● Try it: Return, exactly and in full, the lines of the records below starting at the one with "Instantaneous current in amps from" and ending at the one with "pub fn decode_power_factor(code: u16)", and no other lines.

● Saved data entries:
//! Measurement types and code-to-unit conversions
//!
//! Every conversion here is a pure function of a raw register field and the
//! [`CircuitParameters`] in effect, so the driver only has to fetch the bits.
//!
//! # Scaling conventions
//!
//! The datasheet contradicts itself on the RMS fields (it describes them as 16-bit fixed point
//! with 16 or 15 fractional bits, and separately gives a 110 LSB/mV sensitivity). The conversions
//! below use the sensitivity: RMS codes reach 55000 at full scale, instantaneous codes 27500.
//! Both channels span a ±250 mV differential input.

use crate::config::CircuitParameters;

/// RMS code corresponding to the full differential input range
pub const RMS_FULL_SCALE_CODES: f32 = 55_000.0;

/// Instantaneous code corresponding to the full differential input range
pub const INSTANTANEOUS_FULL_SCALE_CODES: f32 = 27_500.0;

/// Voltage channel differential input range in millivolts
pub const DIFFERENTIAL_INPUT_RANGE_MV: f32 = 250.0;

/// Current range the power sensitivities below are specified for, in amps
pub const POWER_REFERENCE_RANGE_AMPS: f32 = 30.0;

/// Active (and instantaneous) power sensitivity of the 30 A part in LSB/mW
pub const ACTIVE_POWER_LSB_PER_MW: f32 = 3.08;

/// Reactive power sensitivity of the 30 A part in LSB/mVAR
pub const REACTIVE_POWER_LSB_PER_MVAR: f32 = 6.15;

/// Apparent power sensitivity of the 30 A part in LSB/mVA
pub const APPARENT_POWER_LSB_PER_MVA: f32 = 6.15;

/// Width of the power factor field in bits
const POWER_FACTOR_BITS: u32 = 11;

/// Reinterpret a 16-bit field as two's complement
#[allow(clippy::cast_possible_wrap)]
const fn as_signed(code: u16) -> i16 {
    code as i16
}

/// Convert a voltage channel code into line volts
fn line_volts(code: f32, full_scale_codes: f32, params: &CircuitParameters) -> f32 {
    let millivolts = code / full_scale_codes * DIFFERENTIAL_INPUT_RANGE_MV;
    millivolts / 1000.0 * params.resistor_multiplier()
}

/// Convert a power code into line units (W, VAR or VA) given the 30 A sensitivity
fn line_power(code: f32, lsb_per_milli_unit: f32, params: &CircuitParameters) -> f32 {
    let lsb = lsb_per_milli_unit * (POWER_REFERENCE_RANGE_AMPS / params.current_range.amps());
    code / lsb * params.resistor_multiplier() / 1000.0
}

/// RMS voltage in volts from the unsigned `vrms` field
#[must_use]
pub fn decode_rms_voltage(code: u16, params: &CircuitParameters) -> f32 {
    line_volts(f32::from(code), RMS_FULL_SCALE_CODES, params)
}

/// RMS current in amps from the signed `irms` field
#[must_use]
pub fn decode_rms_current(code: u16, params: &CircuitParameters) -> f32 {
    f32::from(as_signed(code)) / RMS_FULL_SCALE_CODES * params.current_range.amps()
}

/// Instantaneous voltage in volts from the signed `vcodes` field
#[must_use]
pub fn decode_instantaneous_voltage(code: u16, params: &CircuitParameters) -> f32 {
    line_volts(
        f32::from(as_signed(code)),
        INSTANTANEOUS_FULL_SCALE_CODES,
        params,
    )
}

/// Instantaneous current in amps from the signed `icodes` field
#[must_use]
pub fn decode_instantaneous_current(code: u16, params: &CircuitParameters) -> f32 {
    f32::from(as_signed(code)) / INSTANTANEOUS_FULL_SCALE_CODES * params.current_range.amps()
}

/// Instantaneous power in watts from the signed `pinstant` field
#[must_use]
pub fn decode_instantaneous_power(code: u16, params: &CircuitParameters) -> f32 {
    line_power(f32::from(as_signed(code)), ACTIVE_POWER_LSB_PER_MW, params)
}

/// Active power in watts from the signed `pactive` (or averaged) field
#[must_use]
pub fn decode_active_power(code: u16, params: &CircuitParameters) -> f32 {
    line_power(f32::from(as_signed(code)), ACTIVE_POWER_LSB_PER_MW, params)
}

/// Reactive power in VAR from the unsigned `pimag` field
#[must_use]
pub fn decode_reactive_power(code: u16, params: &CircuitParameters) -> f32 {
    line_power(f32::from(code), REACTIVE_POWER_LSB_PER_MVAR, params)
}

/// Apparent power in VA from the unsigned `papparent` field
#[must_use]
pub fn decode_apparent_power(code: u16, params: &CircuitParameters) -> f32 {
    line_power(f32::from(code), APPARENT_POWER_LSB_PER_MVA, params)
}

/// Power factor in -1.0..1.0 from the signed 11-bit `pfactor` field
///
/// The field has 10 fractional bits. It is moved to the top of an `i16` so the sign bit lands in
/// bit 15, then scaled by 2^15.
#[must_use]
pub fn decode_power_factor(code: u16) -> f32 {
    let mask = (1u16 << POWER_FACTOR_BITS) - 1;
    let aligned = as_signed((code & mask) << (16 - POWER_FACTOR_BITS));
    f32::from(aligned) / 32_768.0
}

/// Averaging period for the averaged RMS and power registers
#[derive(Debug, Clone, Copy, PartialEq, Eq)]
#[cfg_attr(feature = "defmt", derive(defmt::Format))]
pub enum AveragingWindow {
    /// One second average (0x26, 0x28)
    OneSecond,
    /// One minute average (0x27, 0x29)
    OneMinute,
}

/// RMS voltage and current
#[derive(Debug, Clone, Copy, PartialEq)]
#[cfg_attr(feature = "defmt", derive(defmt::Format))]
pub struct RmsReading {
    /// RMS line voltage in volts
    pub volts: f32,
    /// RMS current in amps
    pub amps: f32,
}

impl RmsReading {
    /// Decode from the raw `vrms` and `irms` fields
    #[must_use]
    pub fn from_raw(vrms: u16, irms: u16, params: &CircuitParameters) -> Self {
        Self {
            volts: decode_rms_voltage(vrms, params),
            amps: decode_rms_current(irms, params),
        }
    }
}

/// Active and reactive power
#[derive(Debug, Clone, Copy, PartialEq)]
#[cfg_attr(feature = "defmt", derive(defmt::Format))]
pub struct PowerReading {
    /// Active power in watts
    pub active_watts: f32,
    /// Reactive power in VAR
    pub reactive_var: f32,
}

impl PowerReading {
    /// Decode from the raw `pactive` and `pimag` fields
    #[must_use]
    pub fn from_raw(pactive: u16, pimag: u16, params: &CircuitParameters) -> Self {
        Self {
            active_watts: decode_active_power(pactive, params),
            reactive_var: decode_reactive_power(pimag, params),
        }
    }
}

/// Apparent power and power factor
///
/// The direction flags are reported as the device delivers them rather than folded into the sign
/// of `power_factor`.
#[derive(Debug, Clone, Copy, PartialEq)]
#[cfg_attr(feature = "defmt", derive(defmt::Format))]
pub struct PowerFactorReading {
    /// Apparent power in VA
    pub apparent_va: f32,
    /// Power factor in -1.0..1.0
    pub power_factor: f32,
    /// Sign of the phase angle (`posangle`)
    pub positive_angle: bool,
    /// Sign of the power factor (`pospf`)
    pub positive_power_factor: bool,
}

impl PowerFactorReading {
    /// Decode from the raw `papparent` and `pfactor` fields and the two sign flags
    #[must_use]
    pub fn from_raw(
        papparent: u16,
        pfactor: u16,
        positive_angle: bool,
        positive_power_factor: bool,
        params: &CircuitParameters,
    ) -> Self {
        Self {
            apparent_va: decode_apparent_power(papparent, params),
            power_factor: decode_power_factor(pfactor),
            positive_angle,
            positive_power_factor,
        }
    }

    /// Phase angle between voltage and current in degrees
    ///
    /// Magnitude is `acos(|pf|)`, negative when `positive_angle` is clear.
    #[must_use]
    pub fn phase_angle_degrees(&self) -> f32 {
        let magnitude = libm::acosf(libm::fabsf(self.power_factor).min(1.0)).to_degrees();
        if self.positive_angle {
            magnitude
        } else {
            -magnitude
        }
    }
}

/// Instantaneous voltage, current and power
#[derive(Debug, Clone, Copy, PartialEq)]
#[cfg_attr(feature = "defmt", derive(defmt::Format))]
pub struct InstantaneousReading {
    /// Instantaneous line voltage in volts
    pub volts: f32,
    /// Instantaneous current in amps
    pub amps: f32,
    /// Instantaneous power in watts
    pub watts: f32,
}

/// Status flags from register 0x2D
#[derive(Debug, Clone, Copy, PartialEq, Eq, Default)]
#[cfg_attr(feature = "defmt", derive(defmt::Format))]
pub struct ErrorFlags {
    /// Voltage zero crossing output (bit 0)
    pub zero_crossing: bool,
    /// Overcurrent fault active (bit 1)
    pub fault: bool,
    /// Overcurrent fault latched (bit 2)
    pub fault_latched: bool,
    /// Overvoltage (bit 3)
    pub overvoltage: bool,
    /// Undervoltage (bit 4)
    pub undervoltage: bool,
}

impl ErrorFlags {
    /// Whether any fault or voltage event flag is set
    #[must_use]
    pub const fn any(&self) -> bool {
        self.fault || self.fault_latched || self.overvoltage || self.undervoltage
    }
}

==

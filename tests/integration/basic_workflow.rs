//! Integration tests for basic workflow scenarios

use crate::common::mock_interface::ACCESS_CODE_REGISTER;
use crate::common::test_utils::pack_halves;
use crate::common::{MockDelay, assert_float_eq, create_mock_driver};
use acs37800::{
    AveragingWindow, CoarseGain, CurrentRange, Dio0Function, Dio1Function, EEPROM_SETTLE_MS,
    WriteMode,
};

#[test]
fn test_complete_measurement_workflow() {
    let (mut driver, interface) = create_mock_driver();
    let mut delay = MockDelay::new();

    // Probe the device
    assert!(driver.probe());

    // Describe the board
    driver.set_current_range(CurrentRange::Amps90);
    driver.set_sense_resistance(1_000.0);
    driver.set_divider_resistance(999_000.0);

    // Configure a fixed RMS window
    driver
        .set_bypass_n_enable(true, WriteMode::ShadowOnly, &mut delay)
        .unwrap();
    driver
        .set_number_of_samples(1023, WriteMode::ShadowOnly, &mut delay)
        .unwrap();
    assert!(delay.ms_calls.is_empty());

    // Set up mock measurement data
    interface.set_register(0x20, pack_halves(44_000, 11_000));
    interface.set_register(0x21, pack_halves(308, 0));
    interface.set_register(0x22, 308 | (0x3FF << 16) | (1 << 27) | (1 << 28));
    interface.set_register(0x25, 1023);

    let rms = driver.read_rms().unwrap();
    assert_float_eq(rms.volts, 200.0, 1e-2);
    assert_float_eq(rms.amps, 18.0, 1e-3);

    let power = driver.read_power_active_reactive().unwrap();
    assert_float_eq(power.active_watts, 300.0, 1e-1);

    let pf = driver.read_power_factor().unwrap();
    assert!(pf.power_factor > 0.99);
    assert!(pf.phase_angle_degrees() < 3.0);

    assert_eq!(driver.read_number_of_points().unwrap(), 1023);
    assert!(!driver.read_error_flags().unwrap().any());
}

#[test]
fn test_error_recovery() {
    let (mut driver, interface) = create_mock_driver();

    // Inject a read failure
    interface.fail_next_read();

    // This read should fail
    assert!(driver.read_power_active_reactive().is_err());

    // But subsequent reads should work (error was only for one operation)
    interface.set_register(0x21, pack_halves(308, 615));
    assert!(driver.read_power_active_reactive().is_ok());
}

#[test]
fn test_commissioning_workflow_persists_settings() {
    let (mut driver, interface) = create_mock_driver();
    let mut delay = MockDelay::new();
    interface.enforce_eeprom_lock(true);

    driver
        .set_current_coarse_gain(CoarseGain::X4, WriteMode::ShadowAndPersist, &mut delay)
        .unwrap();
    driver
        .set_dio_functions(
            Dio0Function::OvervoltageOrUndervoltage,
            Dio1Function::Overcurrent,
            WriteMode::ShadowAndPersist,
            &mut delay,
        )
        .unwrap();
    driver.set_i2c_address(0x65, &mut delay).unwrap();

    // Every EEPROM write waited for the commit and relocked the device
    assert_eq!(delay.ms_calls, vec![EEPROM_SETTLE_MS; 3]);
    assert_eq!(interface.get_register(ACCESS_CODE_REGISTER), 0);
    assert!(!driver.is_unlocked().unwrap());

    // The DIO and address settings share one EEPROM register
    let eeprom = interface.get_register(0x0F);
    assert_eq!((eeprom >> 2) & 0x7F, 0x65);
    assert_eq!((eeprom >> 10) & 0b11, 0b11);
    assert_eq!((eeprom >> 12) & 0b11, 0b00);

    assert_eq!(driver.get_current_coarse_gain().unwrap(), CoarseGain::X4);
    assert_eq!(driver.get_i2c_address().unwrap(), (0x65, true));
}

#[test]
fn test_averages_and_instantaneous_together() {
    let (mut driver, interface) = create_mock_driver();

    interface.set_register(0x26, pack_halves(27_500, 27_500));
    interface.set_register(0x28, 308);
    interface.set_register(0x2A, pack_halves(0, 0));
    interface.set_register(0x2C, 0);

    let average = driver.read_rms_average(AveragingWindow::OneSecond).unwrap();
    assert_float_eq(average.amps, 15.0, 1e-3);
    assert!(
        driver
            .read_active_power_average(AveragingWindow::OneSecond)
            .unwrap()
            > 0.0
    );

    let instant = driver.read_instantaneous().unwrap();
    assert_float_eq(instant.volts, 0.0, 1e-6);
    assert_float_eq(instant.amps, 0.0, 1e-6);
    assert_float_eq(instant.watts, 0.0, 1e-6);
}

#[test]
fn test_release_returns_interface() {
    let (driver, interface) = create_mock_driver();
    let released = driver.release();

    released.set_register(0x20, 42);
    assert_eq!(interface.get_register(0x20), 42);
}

● Problem solution:
/// Instantaneous current in amps from the signed `icodes` field
#[must_use]
pub fn decode_instantaneous_current(code: u16, params: &CircuitParameters) -> f32 {
    f32::from(as_signed(code)) / INSTANTANEOUS_FULL_SCALE_CODES * params.current_range.amps()
}

/// Instantaneous power in watts from the signed `pinstant` field
#[must_use]
pub fn decode_instantaneous_power(code: u16, params: &CircuitParameters) -> f32 {
    line_power(f32::from(as_signed(code)), ACTIVE_POWER_LSB_PER_MW, params)
}

/// Active power in watts from the signed `pactive` (or averaged) field
#[must_use]
pub fn decode_active_power(code: u16, params: &CircuitParameters) -> f32 {
    line_power(f32::from(as_signed(code)), ACTIVE_POWER_LSB_PER_MW, params)
}

/// Reactive power in VAR from the unsigned `pimag` field
#[must_use]
pub fn decode_reactive_power(code: u16, params: &CircuitParameters) -> f32 {
    line_power(f32::from(code), REACTIVE_POWER_LSB_PER_MVAR, params)
}

/// Apparent power in VA from the unsigned `papparent` field
#[must_use]
pub fn decode_apparent_power(code: u16, params: &CircuitParameters) -> f32 {
    line_power(f32::from(code), APPARENT_POWER_LSB_PER_MVA, params)
}

/// Power factor in -1.0..1.0 from the signed 11-bit `pfactor` field
///
/// The field has 10 fractional bits. It is moved to the top of an `i16` so the sign bit lands in
/// bit 15, then scaled by 2^15.
#[must_use]
pub fn decode_power_factor(code: u16) -> f32 {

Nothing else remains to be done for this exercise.